Empire

Empire copied to clipboard

Empire Version

2.5

OS Information (Linux flavor, Python version)

Attacking lab machine

root@kali:~# uname -a
Linux kali 4.14.0-kali3-amd64 #1 SMP Debian 4.14.12-2kali1 (2018-01-08) x86_64 GNU/Linux
root@kali:~# python -V
Python 2.7.15

Victim lab machine

OS Name:                   Microsoft Windows 10 Pro
OS Version:                10.0.16299 N/A Build 16299

PS C:\Users\analyser>  $PSVersionTable.PSVersion

Major  Minor  Build  Revision
-----  -----  -----  --------
5      1      16299  611

Expected behavior and description of the error, including any actions taken immediately prior to the error. The more detail the better.
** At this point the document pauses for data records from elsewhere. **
use std::{env, io::ErrorKind};

use env_logger::Env;
use scale_table_cli::{self, CliError, CliResult};

fn main() -> CliResult {
    env_logger::Builder::from_env(Env::default().default_filter_or("warn")).init();

    match scale_table_cli::run_in_shell_env(env::args()) {
        // The reader of stdout has already terminated, e.g. `scale-table list | head`.
        Err(CliError::IoError(err)) if err.kind() == ErrorKind::BrokenPipe => Ok(()),
        other => other,
    }
}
1. I created an HTTP listener
2. I generated a csharp_exe agent for that listener
3. I transfered the .ZIP file to the Windows machine
4. I extracted and compiled the .sln with Visual Studio 2017 without errors
5. I clicked "Run" from within Visual Studio 2017
6. I got the first screenshot's error (telling me about "TRIM")
7. There was obviously no staging between Windows and Linux machines

Screenshot of error, embedded text output, or Pastebin link to the error

I have the same issue using Powershdll. Using target framework 4.5 works for me. I am trying to find a way to run it with target framework 3.5 so it'd be nice to have a solution.

The exact exception is:

Method invocation failed because [System.Object[]] doesn't contain a method named 'trIM'.
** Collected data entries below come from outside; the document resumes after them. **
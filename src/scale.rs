//! Scale types (interval patterns) and scales, i.e. scale types rooted at a [`Key`].

use std::fmt;
use std::fmt::Display;
use std::fmt::Formatter;
use std::ops::RangeInclusive;

use serde::Deserialize;
use serde::Serialize;

use crate::error::ScaleTypeError;
use crate::key::Key;
use crate::key::Notation;
use crate::pitch::Pitch;
use crate::pitch::SEMITONES_PER_OCTAVE;

/// A named interval pattern, e.g. "Major" = 0, 2, 4, 5, 7, 9, 11.
///
/// Intervals are semitones above the root. They start at 0, are strictly ascending and stay within one octave.
///
/// # Examples
///
/// ```
/// # use scale_table::error::ScaleTypeError;
/// # use scale_table::scale::ScaleType;
/// let whole_tone = ScaleType::new("Whole Tone", vec![0, 2, 4, 6, 8, 10]).unwrap();
/// assert_eq!(whole_tone.intervals().len(), 6);
///
/// assert_eq!(ScaleType::new("Empty", vec![]).unwrap_err(), ScaleTypeError::Empty);
/// assert_eq!(ScaleType::new("Rootless", vec![2, 4]).unwrap_err(), ScaleTypeError::MissingRoot);
/// assert_eq!(ScaleType::new("Unsorted", vec![0, 4, 2]).unwrap_err(), ScaleTypeError::NotAscending);
/// assert_eq!(ScaleType::new("Too wide", vec![0, 7, 12]).unwrap_err(), ScaleTypeError::OutOfOctave);
/// ```
#[derive(Clone, Debug, Eq, Hash, PartialEq, Serialize, Deserialize)]
#[serde(try_from = "UncheckedScaleType")]
pub struct ScaleType {
    name: String,
    intervals: Vec<u8>,
}

impl ScaleType {
    pub fn new(name: impl Into<String>, intervals: Vec<u8>) -> Result<Self, ScaleTypeError> {
        match intervals.first() {
            None => return Err(ScaleTypeError::Empty),
            Some(&first) if first != 0 => return Err(ScaleTypeError::MissingRoot),
            Some(_) => {}
        }
        if intervals.windows(2).any(|pair| pair[0] >= pair[1]) {
            return Err(ScaleTypeError::NotAscending);
        }
        if intervals
            .iter()
            .any(|&interval| i32::from(interval) >= SEMITONES_PER_OCTAVE)
        {
            return Err(ScaleTypeError::OutOfOctave);
        }

        Ok(Self {
            name: name.into(),
            intervals,
        })
    }

    pub fn name(&self) -> &str {
        &self.name
    }

    pub fn intervals(&self) -> &[u8] {
        &self.intervals
    }
}

impl Display for ScaleType {
    fn fmt(&self, f: &mut Formatter) -> fmt::Result {
        f.pad(&self.name)
    }
}

#[derive(Deserialize)]
struct UncheckedScaleType {
    name: String,
    intervals: Vec<u8>,
}

impl TryFrom<UncheckedScaleType> for ScaleType {
    type Error = ScaleTypeError;

    fn try_from(unchecked: UncheckedScaleType) -> Result<Self, Self::Error> {
        ScaleType::new(unchecked.name, unchecked.intervals)
    }
}

/// The ordered list of scale types a scale table is enumerated from.
#[derive(Clone, Debug, Eq, PartialEq, Serialize, Deserialize)]
#[serde(transparent)]
pub struct ScaleTypeCatalog {
    types: Vec<ScaleType>,
}

impl ScaleTypeCatalog {
    pub fn new(types: Vec<ScaleType>) -> Self {
        Self { types }
    }

    /// The built-in catalog, starting with "Major" and "Minor".
    ///
    /// Some patterns appear under more than one name (e.g. "Major" and "Ionian"). Both entries are kept since they are distinct scale types.
    pub fn standard() -> Self {
        let types = STANDARD_SCALE_TYPES
            .iter()
            .map(|&(name, intervals)| ScaleType {
                name: name.to_owned(),
                intervals: intervals.to_vec(),
            })
            .collect();

        Self { types }
    }

    pub fn types(&self) -> &[ScaleType] {
        &self.types
    }

    pub fn find(&self, name: &str) -> Option<&ScaleType> {
        self.types
            .iter()
            .find(|scale_type| scale_type.name.eq_ignore_ascii_case(name.trim()))
    }

    pub fn len(&self) -> usize {
        self.types.len()
    }

    pub fn is_empty(&self) -> bool {
        self.types.is_empty()
    }
}

impl Default for ScaleTypeCatalog {
    fn default() -> Self {
        Self::standard()
    }
}

const STANDARD_SCALE_TYPES: &[(&str, &[u8])] = &[
    ("Major", &[0, 2, 4, 5, 7, 9, 11]),
    ("Minor", &[0, 2, 3, 5, 7, 8, 10]),
    ("Harmonic Minor", &[0, 2, 3, 5, 7, 8, 11]),
    ("Melodic Minor", &[0, 2, 3, 5, 7, 9, 11]),
    ("Pentatonic Major", &[0, 2, 4, 7, 9]),
    ("Pentatonic Minor", &[0, 3, 5, 7, 10]),
    ("Pentatonic Blues", &[0, 3, 5, 6, 7, 10]),
    ("Pentatonic Neutral", &[0, 2, 5, 7, 10]),
    ("Ionian", &[0, 2, 4, 5, 7, 9, 11]),
    ("Dorian", &[0, 2, 3, 5, 7, 9, 10]),
    ("Phrygian", &[0, 1, 3, 5, 7, 8, 10]),
    ("Lydian", &[0, 2, 4, 6, 7, 9, 11]),
    ("Mixolydian", &[0, 2, 4, 5, 7, 9, 10]),
    ("Aeolian", &[0, 2, 3, 5, 7, 8, 10]),
    ("Locrian", &[0, 1, 3, 5, 6, 8, 10]),
    ("Whole Tone", &[0, 2, 4, 6, 8, 10]),
    ("Half Whole Diminished", &[0, 1, 3, 4, 6, 7, 9, 10]),
    ("Whole Half Diminished", &[0, 2, 3, 5, 6, 8, 9, 11]),
    ("Augmented", &[0, 3, 4, 7, 8, 11]),
    ("Chromatic", &[0, 1, 2, 3, 4, 5, 6, 7, 8, 9, 10, 11]),
    ("Bebop Major", &[0, 2, 4, 5, 7, 8, 9, 11]),
    ("Bebop Dominant", &[0, 2, 4, 5, 7, 9, 10, 11]),
    ("Bebop Minor", &[0, 2, 3, 4, 5, 7, 9, 10]),
    ("Hungarian Minor", &[0, 2, 3, 6, 7, 8, 11]),
    ("Hungarian Major", &[0, 3, 4, 6, 7, 9, 10]),
    ("Neapolitan Minor", &[0, 1, 3, 5, 7, 8, 11]),
    ("Neapolitan Major", &[0, 1, 3, 5, 7, 9, 11]),
    ("Enigmatic", &[0, 1, 4, 6, 8, 10, 11]),
    ("Spanish Gypsy", &[0, 1, 4, 5, 7, 8, 10]),
    ("Persian", &[0, 1, 4, 5, 6, 8, 11]),
    ("Double Harmonic", &[0, 1, 4, 5, 7, 8, 11]),
    ("Lydian Dominant", &[0, 2, 4, 6, 7, 9, 10]),
    ("Super Locrian", &[0, 1, 3, 4, 6, 8, 10]),
    ("Romanian Minor", &[0, 2, 3, 6, 7, 9, 10]),
    ("Hirajoshi", &[0, 2, 3, 7, 8]),
    ("In Sen", &[0, 1, 5, 7, 10]),
];

/// A [`ScaleType`] rooted at a [`Key`].
#[derive(Copy, Clone, Debug, Eq, PartialEq)]
pub struct Scale<'a> {
    pub scale_type: &'a ScaleType,
    pub key: Key,
}

impl<'a> Scale<'a> {
    pub fn new(scale_type: &'a ScaleType, key: Key) -> Self {
        Self { scale_type, key }
    }

    /// The pitches of the scale starting at the key's root in the given octave.
    ///
    /// Only the root is pinned to `octave`. The remaining pitches follow the interval pattern and may cross into the next octave.
    ///
    /// ```
    /// # use scale_table::key::{Key, NoteLetter};
    /// # use scale_table::scale::{Scale, ScaleTypeCatalog};
    /// let catalog = ScaleTypeCatalog::standard();
    /// let major = catalog.find("major").unwrap();
    ///
    /// let c_major = Scale::new(major, Key::natural(NoteLetter::C));
    /// let midi_numbers = |octave| c_major.pitches(octave).iter().map(|p| p.midi_number()).collect::<Vec<_>>();
    ///
    /// assert_eq!(midi_numbers(0), [12, 14, 16, 17, 19, 21, 23]);
    /// assert_eq!(midi_numbers(4), [60, 62, 64, 65, 67, 69, 71]);
    /// ```
    pub fn pitches(&self, octave: i32) -> Vec<Pitch> {
        let root = self.key.root_in_octave(octave);
        self.scale_type
            .intervals
            .iter()
            .map(|&interval| root.plus_semitones(i32::from(interval)))
            .collect()
    }

    /// Concatenates [`Scale::pitches`] for every octave in `octaves`, lowest octave first.
    pub fn pitches_in(&self, octaves: RangeInclusive<i32>) -> Vec<Pitch> {
        octaves.flat_map(|octave| self.pitches(octave)).collect()
    }

    /// `"<key> <scale type>"`, e.g. `"C# Harmonic Minor"`.
    pub fn name(&self, notation: Notation) -> String {
        format!("{} {}", self.key.name(notation), self.scale_type.name)
    }
}

impl Display for Scale<'_> {
    fn fmt(&self, f: &mut Formatter) -> fmt::Result {
        let notation = Notation {
            double_accidentals: f.alternate(),
        };
        f.pad(&self.name(notation))
    }
}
I have solved it by editing the stager code in: Empire/data/agent/stagers/http.ps1

I have replaced the line:

 if(!$ip -or $ip.trim() -eq '') {$ip='0.0.0.0'};

With

 if(!$ip) {$ip='0.0.0.0'};

It would be nice to patch the stagers permanently with a try/except logic or something like that so that it is natively compatible with .Net 3.5.